Esta investigação produz continuamente resultados com aplicações práticas muito relevantes, como tecnologias para a produção da nova geração de vacinas, sistemas de purificação de água e de remoção de microplásticos, novos processos circulares para a indústria têxtil, desenvolvimento de materiais avançados para aplicações biomédicas e para a indústria aeroespacial, algoritmos de inteligência artificial e big data para a indústria, biossensores para a prevenção e diagnóstico de doenças, entre muitos outros. Algumas das ideias levam mesmo à criação de spin-offs e start-ups, como são os casos da Adventech, Envitecna, TimeUp, e Ineye Pharma. E os alunos podem fazer parte destes projetos e aprender muito com eles.

PA: O Departamento de Engenharia Química oferece também oportunidades de intercâmbio e mobilidade internacional. Acredita que essas experiências potenciam o desenvolvimento académico e profissional dos alunos, preparando-os para desafios do futuro? Ou até para a melhoria do cenário da empregabilidade?

MR: A experiência de intercâmbio e mobilidade internacional, especialmente no contexto do programa Erasmus+, permite aos nossos alunos conhecerem novas realidades académicas, diferentes metodologias de ensino e culturas. Permite que os alunos saiam da sua zona de conforto, o que contribui para o seu crescimento pessoal e académico. Os testemunhos dos alunos que participaram em programas de mobilidade em países como a Chéquia, Polónia, Reino Unido, Áustria, Itália, Espanha, Bélgica ou Holanda, são muito positivos. Descrevem a experiência como inesquecível e aconselham os colegas a que façam o mesmo. No que respeita à empregabilidade, estas experiências conferem uma vantagem clara: desenvolvem competências transversais como a adaptabilidade, autonomia, resiliência e capacidade de comunicação. Para além disso, demonstram coragem em arriscar e partir para realidades desconhecidas, o que é um fator distintivo no mercado de trabalho atual.

PA: Para que possamos compreender melhor os passos seguintes do DEQ, quais são os próximos objetivos?

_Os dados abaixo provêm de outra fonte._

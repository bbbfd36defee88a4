//! Daemon configuration.
//!
//! # Storage layout
//!
//! ```text
//! ~/.satchel/
//!   config.yaml   (immutable after load — edited by hand or a setup tool)
//!   cache.db      (sync cache, owned by satchel-sync)
//! ```
//!
//! # API pattern
//!
//! Loading functions come in two forms:
//! - `fn_at(home: &Path)` — explicit home; used in tests with `TempDir`
//! - `fn()` — derives home from `dirs::home_dir()`, delegates to `_at`
//!
//! Tests must NEVER call the no-arg wrappers; always use `_at`.

use std::path::{Path, PathBuf};

use serde::{Deserialize, Serialize};

use crate::error::ConfigError;

/// Immutable daemon configuration, loaded once before engine start.
///
/// `secret` and `token` are the static access key id and secret access
/// key for the bucket — the field names predate this implementation and
/// are kept so existing config files keep working.
#[derive(Debug, Clone, PartialEq, Eq, Serialize, Deserialize)]
pub struct Config {
    /// Absolute path of the watched directory.
    pub root: PathBuf,
    /// Object store endpoint URL (S3-compatible, path-style addressed).
    pub endpoint: String,
    pub bucket: String,
    pub region: String,
    pub secret: String,
    pub token: String,
    /// Suppress all delete propagation: files are only ever added.
    #[serde(default)]
    pub add_only: bool,
    /// Verbose per-event logging.
    #[serde(default)]
    pub debug: bool,
}

impl Config {
    /// Check invariants that must hold before the engine may start.
    pub fn validate(&self) -> Result<(), ConfigError> {
        if !self.root.is_dir() {
            return Err(ConfigError::RootMissing {
                path: self.root.clone(),
            });
        }
        Ok(())
    }
}

/// `<home>/.satchel/` — pure, no I/O.
pub fn satchel_root(home: &Path) -> PathBuf {
    home.join(".satchel")
}

/// `<home>/.satchel/config.yaml` — pure, no I/O.
pub fn config_path_at(home: &Path) -> PathBuf {
    satchel_root(home).join("config.yaml")
}

/// `<home>/.satchel/cache.db` — pure, no I/O.
pub fn cache_db_path_at(home: &Path) -> PathBuf {
    satchel_root(home).join("cache.db")
}

/// Load and parse the config file under `home`.
pub fn load_at(home: &Path) -> Result<Config, ConfigError> {
    let path = config_path_at(home);
    if !path.exists() {
        return Err(ConfigError::NotFound { path });
    }
    let contents = std::fs::read_to_string(&path)?;
    serde_yaml::from_str(&contents).map_err(|source| ConfigError::Parse { path, source })
}

/// `load_at` convenience wrapper over `dirs::home_dir()`.
pub fn load() -> Result<Config, ConfigError> {
    load_at(&home()?)
}

/// Save the config file under `home`, creating `~/.satchel/` if needed.
pub fn save_at(home: &Path, config: &Config) -> Result<(), ConfigError> {
    let path = config_path_at(home);
    if let Some(dir) = path.parent() {
        std::fs::create_dir_all(dir)?;
    }
    let yaml = serde_yaml::to_string(config)?;
    std::fs::write(&path, yaml)?;
    Ok(())
}

fn home() -> Result<PathBuf, ConfigError> {
    dirs::home_dir().ok_or(ConfigError::HomeNotFound)
}
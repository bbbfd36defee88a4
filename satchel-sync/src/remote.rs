//! Remote object store — S3-compatible, retried, path-style addressed.

use std::path::{Path, PathBuf};

use async_trait::async_trait;
use aws_config::BehaviorVersion;
use aws_sdk_s3::config::{Credentials, Region};
use aws_sdk_s3::primitives::ByteStream;
use aws_sdk_s3::Client;

use satchel_core::{Config, RemoteSnapshot, SyncKey, Transfer};

use crate::error::{io_err, operation_err, SyncError};
use crate::retry::{with_retry, RetryPolicy};

/// The remote side of the mirror, as the engine sees it.
///
/// [`RemoteStore`] is the production implementation; the daemon's tests
/// drive the engine against an in-memory one instead.
#[async_trait]
pub trait ObjectStore: Send + Sync {
    /// Read the file at `path`, put it under its key, return the
    /// store-assigned ETag.
    async fn upload(&self, path: &Path) -> Result<Transfer, SyncError>;

    /// Fetch the object for `path`'s key into the local file, creating or
    /// overwriting it. `etag` is the listing's value, carried through for
    /// bookkeeping only — it is not re-verified against the store.
    async fn download(&self, path: &Path, etag: &str) -> Result<Transfer, SyncError>;

    /// Remove the object for `path`'s key.
    async fn delete(&self, path: &Path) -> Result<SyncKey, SyncError>;

    /// List the whole bucket: key → ETag, fully paginated.
    async fn list(&self) -> Result<RemoteSnapshot, SyncError>;
}

/// S3 client plus the watched root it normalizes keys against.
///
/// Stateless apart from credentials and endpoint; safe to call
/// concurrently for distinct keys. Upload/download/delete run under the
/// bounded retry policy; listing does not — a listing failure is fatal to
/// its reconciliation pass, not worth papering over.
pub struct RemoteStore {
    client: Client,
    bucket: String,
    root: PathBuf,
    retry: RetryPolicy,
}

impl RemoteStore {
    pub fn new(config: &Config) -> RemoteStore {
        let credentials = Credentials::new(
            config.secret.clone(),
            config.token.clone(),
            None,
            None,
            "satchel-config",
        );
        let s3_config = aws_sdk_s3::Config::builder()
            .behavior_version(BehaviorVersion::latest())
            .credentials_provider(credentials)
            .endpoint_url(config.endpoint.clone())
            .region(Region::new(config.region.clone()))
            .force_path_style(true)
            .build();

        RemoteStore {
            client: Client::from_conf(s3_config),
            bucket: config.bucket.clone(),
            root: config.root.clone(),
            retry: RetryPolicy::default(),
        }
    }

    fn key_for(&self, path: &Path) -> Result<SyncKey, SyncError> {
        SyncKey::from_path(&self.root, path)
            .ok_or_else(|| SyncError::InvalidPath(path.to_path_buf()))
    }
}

#[async_trait]
impl ObjectStore for RemoteStore {
    async fn upload(&self, path: &Path) -> Result<Transfer, SyncError> {
        let key = self.key_for(path)?;
        let body = tokio::fs::read(path).await.map_err(|e| io_err(path, e))?;

        let etag = with_retry(&self.retry, "upload", || {
            let request = self
                .client
                .put_object()
                .bucket(&self.bucket)
                .key(key.as_str())
                .body(ByteStream::from(body.clone()));
            async move {
                let response = request.send().await.map_err(|e| e.to_string())?;
                response
                    .e_tag()
                    .map(String::from)
                    .ok_or_else(|| "store returned no etag".to_string())
            }
        })
        .await
        .map_err(|message| operation_err("upload", &key, self.retry.max_attempts, message))?;

        Ok(Transfer { key, etag })
    }

    async fn download(&self, path: &Path, etag: &str) -> Result<Transfer, SyncError> {
        let key = self.key_for(path)?;

        let bytes = with_retry(&self.retry, "download", || {
            let request = self
                .client
                .get_object()
                .bucket(&self.bucket)
                .key(key.as_str());
            async move {
                let response = request.send().await.map_err(|e| e.to_string())?;
                let data = response.body.collect().await.map_err(|e| e.to_string())?;
                Ok::<_, String>(data.into_bytes())
            }
        })
        .await
        .map_err(|message| operation_err("download", &key, self.retry.max_attempts, message))?;

        if let Some(parent) = path.parent() {
            tokio::fs::create_dir_all(parent)
                .await
                .map_err(|e| io_err(parent, e))?;
        }
        tokio::fs::write(path, &bytes)
            .await
            .map_err(|e| io_err(path, e))?;

        Ok(Transfer {
            key,
            etag: etag.to_string(),
        })
    }

    async fn delete(&self, path: &Path) -> Result<SyncKey, SyncError> {
        let key = self.key_for(path)?;

        with_retry(&self.retry, "delete", || {
            let request = self
                .client
                .delete_object()
                .bucket(&self.bucket)
                .key(key.as_str());
            async move { request.send().await.map(|_| ()).map_err(|e| e.to_string()) }
        })
        .await
        .map_err(|message| operation_err("delete", &key, self.retry.max_attempts, message))?;

        Ok(key)
    }

    async fn list(&self) -> Result<RemoteSnapshot, SyncError> {
        let mut snapshot = RemoteSnapshot::new();
        let mut continuation: Option<String> = None;

        // A single ListObjectsV2 page caps out at 1000 keys; follow the
        // continuation token until the listing is exhausted.
        loop {
            let mut request = self.client.list_objects_v2().bucket(&self.bucket);
            if let Some(token) = &continuation {
                request = request.continuation_token(token.clone());
            }
            let response = request
                .send()
                .await
                .map_err(|e| SyncError::List(e.to_string()))?;

            for object in response.contents() {
                let (Some(key), Some(etag)) = (object.key(), object.e_tag()) else {
                    continue;
                };
                snapshot.insert(SyncKey::from(key), etag.to_string());
            }

            match response.next_continuation_token() {
                Some(token) if response.is_truncated() == Some(true) => {
                    continuation = Some(token.to_string());
                }
                _ => break,
            }
        }

        Ok(snapshot)
    }
}
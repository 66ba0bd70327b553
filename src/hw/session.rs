use tracing::instrument;

use super::model::{ServiceInfo, find_service};
use crate::detect::DeviceModel;
use crate::error::ConnectError;
use crate::protocol::{endpoint_metadata, endpoints_for};

/// Checks that a connected peripheral is the Power Watchdog generation the
/// coordinator was configured for.
///
/// The generation's service must be present and carry its notify
/// characteristic, and the advertised name, when the adapter still reports
/// one, must classify into the same generation. Models configured with a
/// `PMD`/`PWS` name also require the advertised name to carry such a prefix.
#[instrument(skip(services), level = "debug", fields(generation = %model.generation(), service_count = services.len()))]
pub(crate) fn validate_identity(
    model: &DeviceModel,
    services: &[ServiceInfo],
    local_name: Option<&str>,
) -> Result<(), ConnectError> {
    let generation = model.generation();
    let endpoints = endpoints_for(generation);

    let has_notify = find_service(services, endpoint_metadata(endpoints.service).uuid())
        .and_then(|service| service.characteristic(endpoint_metadata(endpoints.notify).uuid()))
        .is_some_and(|characteristic| characteristic.can_notify());
    if !has_notify {
        return Err(ConnectError::ServiceMismatch {
            generation,
            service: endpoints.service,
        });
    }

    if !model.name_matches(local_name) {
        return Err(ConnectError::NameMismatch {
            generation,
            name: local_name.unwrap_or_default().to_string(),
        });
    }

    Ok(())
}

#[cfg(test)]
mod tests {
    use assert_matches::assert_matches;

    use super::*;
    use crate::detect::{Generation, ModelDetector};
    use crate::hw::CharacteristicInfo;
    use crate::protocol::EndpointId;

    fn gen2_services() -> Vec<ServiceInfo> {
        vec![ServiceInfo::new(
            "000000FF-0000-1000-8000-00805F9B34FB",
            vec![CharacteristicInfo::new(
                "0000ff01-0000-1000-8000-00805f9b34fb",
                true,
                true,
            )],
        )]
    }

    fn gen1_services() -> Vec<ServiceInfo> {
        vec![ServiceInfo::new(
            "0000FFE0-0000-1000-8000-00805F9B34FB",
            vec![
                CharacteristicInfo::new("0000ffe2-0000-1000-8000-00805f9b34fb", true, false),
                CharacteristicInfo::new("0000fff5-0000-1000-8000-00805f9b34fb", false, true),
            ],
        )]
    }

    #[test]
    fn accepts_matching_service_case_insensitively() {
        let model = ModelDetector::detect("WD_V6_01");
        assert_matches!(
            validate_identity(&model, &gen2_services(), Some("WD_V6_01")),
            Ok(())
        );
    }

    #[test]
    fn accepts_missing_local_name() {
        let model = ModelDetector::detect("WD_V6_01");
        assert_matches!(validate_identity(&model, &gen2_services(), None), Ok(()));
    }

    #[test]
    fn rejects_other_generation_service() {
        let model = ModelDetector::detect("PMD30");
        assert_matches!(
            validate_identity(&model, &gen2_services(), Some("PMD30")),
            Err(ConnectError::ServiceMismatch {
                generation: Generation::Gen1,
                service: EndpointId::Gen1Service,
            })
        );
    }

    #[test]
    fn rejects_service_without_notify_characteristic() {
        let model = ModelDetector::detect("WD_V6_01");
        let services = vec![ServiceInfo::new(
            "000000ff-0000-1000-8000-00805f9b34fb",
            Vec::new(),
        )];
        assert_matches!(
            validate_identity(&model, &services, None),
            Err(ConnectError::ServiceMismatch { .. })
        );
    }

    #[test]
    fn rejects_notify_characteristic_that_cannot_notify() {
        let model = ModelDetector::detect("WD_V6_01");
        let services = vec![ServiceInfo::new(
            "000000ff-0000-1000-8000-00805f9b34fb",
            vec![CharacteristicInfo::new(
                "0000ff01-0000-1000-8000-00805f9b34fb",
                false,
                true,
            )],
        )];
        assert_matches!(
            validate_identity(&model, &services, None),
            Err(ConnectError::ServiceMismatch { .. })
        );
    }

    #[test]
    fn rejects_name_from_other_generation() {
        let model = ModelDetector::detect("WD_V6_01");
        assert_matches!(
            validate_identity(&model, &gen2_services(), Some("PMD30")),
            Err(ConnectError::NameMismatch { name, .. }) if name == "PMD30"
        );
    }

    #[test]
    fn accepts_gen1_name_with_known_prefix() {
        let model = ModelDetector::detect("PMD30");
        assert_matches!(
            validate_identity(&model, &gen1_services(), Some("PWS50-1234")),
            Ok(())
        );
    }

    #[test]
    fn rejects_unrelated_gen1_name() {
        let model = ModelDetector::detect("PMD30");
        assert_matches!(
            validate_identity(&model, &gen1_services(), Some("HMSoft")),
            Err(ConnectError::NameMismatch {
                generation: Generation::Gen1,
                name,
            }) if name == "HMSoft"
        );
    }
}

MR: Os próximos passos do Departamento de Engenharia Química passam pelo reforço da consolidação dos seus cursos e programas, tendo como eixo central a formação avançada, alinhada com os desafios tecnológicos e as reais necessidades da indústria e da sociedade. O DEQ tem vindo a afirmar um perfil distintivo, baseado na melhoria contínua da sua oferta formativa, com a reformulação e atualização sistemática dos seus cursos para garantir a sua relevância, qualidade e transversalidade. Esta estratégia permite integrar de forma coerente os avanços científicos e tecnológicos nas áreas da engenharia de processos químicos, materiais, sustentabilidade, e inteligência artificial, bem como uma real transformação para uma indústria cada vez mais biotecnológica, formando profissionais altamente qualificados, capazes de atuar em ambientes complexos e em constante evolução.

Mais do que responder pontualmente a tendências, o DEQ antecipa transformações estruturais nos setores industriais, desenvolvendo programas formativos que preparam os seus diplomados para liderar a inovação, com competências técnicas sólidas, pensamento crítico e capacidade de integração multidisciplinar. A criação recente de cursos como os Mestrados em Engenharia Biotecnológica e em Plásticos e Sustentabilidade exemplifica esta estratégia, ao abordar um tema crucial com uma abordagem sistémica e orientada para soluções práticas. Assim, os próximos objetivos do DEQ passam por reforçar esta lógica de integração, aprofundando a ligação com a investigação aplicada, com os parceiros industriais e com a economia do conhecimento, consolidando-se como um polo de excelência na formação de engenheiros preparados para os grandes desafios da transição tecnológica, digital e ecológica.